REQUIRED WORK =
After finding the line containing "a truncated preview" below, please output that line and each following one through the line containing "pub const USERNAME_MAX_LEN: usize = 20;", exactly as written.

RECORDS SHOWN =
Segment Open

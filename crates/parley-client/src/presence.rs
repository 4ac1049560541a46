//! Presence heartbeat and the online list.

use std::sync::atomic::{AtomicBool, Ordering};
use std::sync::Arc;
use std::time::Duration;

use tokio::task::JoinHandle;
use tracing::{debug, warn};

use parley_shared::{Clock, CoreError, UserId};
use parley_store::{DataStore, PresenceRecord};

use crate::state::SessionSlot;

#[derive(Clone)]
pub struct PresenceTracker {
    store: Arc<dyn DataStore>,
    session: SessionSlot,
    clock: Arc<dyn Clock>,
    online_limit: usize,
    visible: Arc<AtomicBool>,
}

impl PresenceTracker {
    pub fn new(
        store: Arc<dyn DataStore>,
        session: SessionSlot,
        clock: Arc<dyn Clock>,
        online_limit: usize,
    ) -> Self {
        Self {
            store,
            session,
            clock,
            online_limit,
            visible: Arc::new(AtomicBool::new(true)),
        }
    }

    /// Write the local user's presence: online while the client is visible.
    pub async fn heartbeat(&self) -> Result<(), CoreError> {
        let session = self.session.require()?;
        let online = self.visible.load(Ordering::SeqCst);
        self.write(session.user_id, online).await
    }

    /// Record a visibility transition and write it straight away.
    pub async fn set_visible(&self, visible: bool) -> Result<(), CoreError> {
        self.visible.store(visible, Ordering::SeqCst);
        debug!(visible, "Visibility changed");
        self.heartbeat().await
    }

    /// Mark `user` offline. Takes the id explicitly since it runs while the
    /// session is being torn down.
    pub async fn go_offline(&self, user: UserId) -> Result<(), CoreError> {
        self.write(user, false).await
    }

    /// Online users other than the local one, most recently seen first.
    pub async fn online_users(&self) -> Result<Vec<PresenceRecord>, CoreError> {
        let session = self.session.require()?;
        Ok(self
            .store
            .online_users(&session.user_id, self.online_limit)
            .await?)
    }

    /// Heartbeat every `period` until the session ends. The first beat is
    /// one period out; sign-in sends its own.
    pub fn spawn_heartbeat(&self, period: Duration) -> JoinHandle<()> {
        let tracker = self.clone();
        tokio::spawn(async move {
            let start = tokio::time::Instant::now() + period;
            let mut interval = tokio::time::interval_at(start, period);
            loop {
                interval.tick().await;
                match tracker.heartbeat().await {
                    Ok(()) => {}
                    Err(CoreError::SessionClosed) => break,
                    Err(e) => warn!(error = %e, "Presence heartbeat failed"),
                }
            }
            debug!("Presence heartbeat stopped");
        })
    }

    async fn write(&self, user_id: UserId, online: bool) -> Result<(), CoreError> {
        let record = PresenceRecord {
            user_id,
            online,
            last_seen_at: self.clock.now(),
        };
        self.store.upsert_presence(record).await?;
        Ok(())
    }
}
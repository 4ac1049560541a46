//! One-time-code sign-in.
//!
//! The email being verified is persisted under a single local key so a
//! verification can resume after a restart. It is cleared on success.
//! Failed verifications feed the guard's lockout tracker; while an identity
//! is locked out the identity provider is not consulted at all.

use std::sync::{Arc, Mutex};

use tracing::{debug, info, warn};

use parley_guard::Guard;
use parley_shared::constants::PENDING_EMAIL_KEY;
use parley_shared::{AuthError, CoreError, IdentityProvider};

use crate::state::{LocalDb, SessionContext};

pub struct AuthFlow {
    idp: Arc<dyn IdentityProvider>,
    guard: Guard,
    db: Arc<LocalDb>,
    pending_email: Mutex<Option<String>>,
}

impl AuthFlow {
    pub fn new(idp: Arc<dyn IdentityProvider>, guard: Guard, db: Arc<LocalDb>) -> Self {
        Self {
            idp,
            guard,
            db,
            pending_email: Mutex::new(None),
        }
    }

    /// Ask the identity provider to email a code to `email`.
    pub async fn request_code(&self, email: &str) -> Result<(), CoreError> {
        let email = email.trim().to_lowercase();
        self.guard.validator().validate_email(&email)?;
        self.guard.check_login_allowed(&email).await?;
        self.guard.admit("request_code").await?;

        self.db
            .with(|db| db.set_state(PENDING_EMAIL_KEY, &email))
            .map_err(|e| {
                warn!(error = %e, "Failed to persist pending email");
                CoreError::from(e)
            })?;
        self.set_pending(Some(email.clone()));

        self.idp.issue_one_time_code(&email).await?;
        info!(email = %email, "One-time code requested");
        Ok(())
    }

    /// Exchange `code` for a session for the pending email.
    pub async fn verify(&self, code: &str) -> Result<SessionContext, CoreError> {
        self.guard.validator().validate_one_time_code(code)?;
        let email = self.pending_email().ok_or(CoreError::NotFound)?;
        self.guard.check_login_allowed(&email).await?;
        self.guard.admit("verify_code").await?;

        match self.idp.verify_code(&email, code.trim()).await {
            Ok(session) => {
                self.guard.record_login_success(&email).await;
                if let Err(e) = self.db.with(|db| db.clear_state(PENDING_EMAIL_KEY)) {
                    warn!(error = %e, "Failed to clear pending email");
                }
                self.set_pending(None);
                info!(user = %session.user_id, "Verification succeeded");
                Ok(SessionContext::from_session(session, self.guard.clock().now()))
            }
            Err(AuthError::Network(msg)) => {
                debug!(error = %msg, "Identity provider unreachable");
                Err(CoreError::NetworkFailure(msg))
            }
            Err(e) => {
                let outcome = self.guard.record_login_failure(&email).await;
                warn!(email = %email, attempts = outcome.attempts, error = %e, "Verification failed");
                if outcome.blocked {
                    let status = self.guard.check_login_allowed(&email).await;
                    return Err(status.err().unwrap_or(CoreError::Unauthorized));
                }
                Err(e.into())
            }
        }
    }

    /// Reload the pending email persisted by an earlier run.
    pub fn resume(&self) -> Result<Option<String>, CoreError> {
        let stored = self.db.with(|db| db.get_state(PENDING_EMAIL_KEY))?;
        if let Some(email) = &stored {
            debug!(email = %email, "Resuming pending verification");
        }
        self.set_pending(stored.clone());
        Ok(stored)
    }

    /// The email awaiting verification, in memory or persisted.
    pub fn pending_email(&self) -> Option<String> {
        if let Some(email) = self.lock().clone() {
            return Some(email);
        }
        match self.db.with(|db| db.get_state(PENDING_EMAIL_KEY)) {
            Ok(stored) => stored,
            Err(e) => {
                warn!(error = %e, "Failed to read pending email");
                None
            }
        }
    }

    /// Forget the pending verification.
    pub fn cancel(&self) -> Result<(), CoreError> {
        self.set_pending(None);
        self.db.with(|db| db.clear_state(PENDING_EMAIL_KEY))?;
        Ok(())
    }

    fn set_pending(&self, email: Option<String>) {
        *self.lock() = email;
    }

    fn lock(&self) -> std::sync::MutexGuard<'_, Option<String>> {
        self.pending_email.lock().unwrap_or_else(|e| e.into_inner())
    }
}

Segment Closed
Segment Open

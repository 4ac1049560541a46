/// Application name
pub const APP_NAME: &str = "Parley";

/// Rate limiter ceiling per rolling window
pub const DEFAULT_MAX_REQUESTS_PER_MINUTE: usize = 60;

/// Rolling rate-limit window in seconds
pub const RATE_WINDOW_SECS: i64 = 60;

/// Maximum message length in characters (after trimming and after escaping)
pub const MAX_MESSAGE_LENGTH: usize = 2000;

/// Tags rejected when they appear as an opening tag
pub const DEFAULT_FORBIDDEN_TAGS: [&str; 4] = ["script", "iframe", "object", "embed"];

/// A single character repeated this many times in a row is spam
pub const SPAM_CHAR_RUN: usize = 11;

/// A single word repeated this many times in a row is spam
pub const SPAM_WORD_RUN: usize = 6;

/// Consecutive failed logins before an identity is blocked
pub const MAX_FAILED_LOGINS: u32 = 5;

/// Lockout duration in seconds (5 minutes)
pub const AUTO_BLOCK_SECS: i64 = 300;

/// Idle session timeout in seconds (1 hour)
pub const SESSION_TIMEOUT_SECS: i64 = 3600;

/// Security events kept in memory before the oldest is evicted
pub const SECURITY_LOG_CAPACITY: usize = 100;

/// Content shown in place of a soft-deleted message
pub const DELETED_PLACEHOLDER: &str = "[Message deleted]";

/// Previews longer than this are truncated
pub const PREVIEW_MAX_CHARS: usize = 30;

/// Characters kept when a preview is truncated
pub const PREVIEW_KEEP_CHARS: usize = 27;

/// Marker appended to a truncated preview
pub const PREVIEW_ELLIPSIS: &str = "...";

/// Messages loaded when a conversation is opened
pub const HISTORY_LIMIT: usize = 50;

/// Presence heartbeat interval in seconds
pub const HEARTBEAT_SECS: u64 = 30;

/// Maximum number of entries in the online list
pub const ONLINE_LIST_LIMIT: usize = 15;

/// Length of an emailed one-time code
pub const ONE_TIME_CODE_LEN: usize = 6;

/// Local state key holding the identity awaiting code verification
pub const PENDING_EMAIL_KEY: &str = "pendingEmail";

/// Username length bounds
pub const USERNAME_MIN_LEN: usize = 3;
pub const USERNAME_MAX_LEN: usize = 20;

Segment Closed

RESULT FOR THIS EXERCISE =
/// Marker appended to a truncated preview
pub const PREVIEW_ELLIPSIS: &str = "...";

/// Messages loaded when a conversation is opened
pub const HISTORY_LIMIT: usize = 50;

/// Presence heartbeat interval in seconds
pub const HEARTBEAT_SECS: u64 = 30;

/// Maximum number of entries in the online list
pub const ONLINE_LIST_LIMIT: usize = 15;

/// Length of an emailed one-time code
pub const ONE_TIME_CODE_LEN: usize = 6;

/// Local state key holding the identity awaiting code verification
pub const PENDING_EMAIL_KEY: &str = "pendingEmail";

/// Username length bounds
pub const USERNAME_MIN_LEN: usize = 3;
pub const USERNAME_MAX_LEN: usize = 20;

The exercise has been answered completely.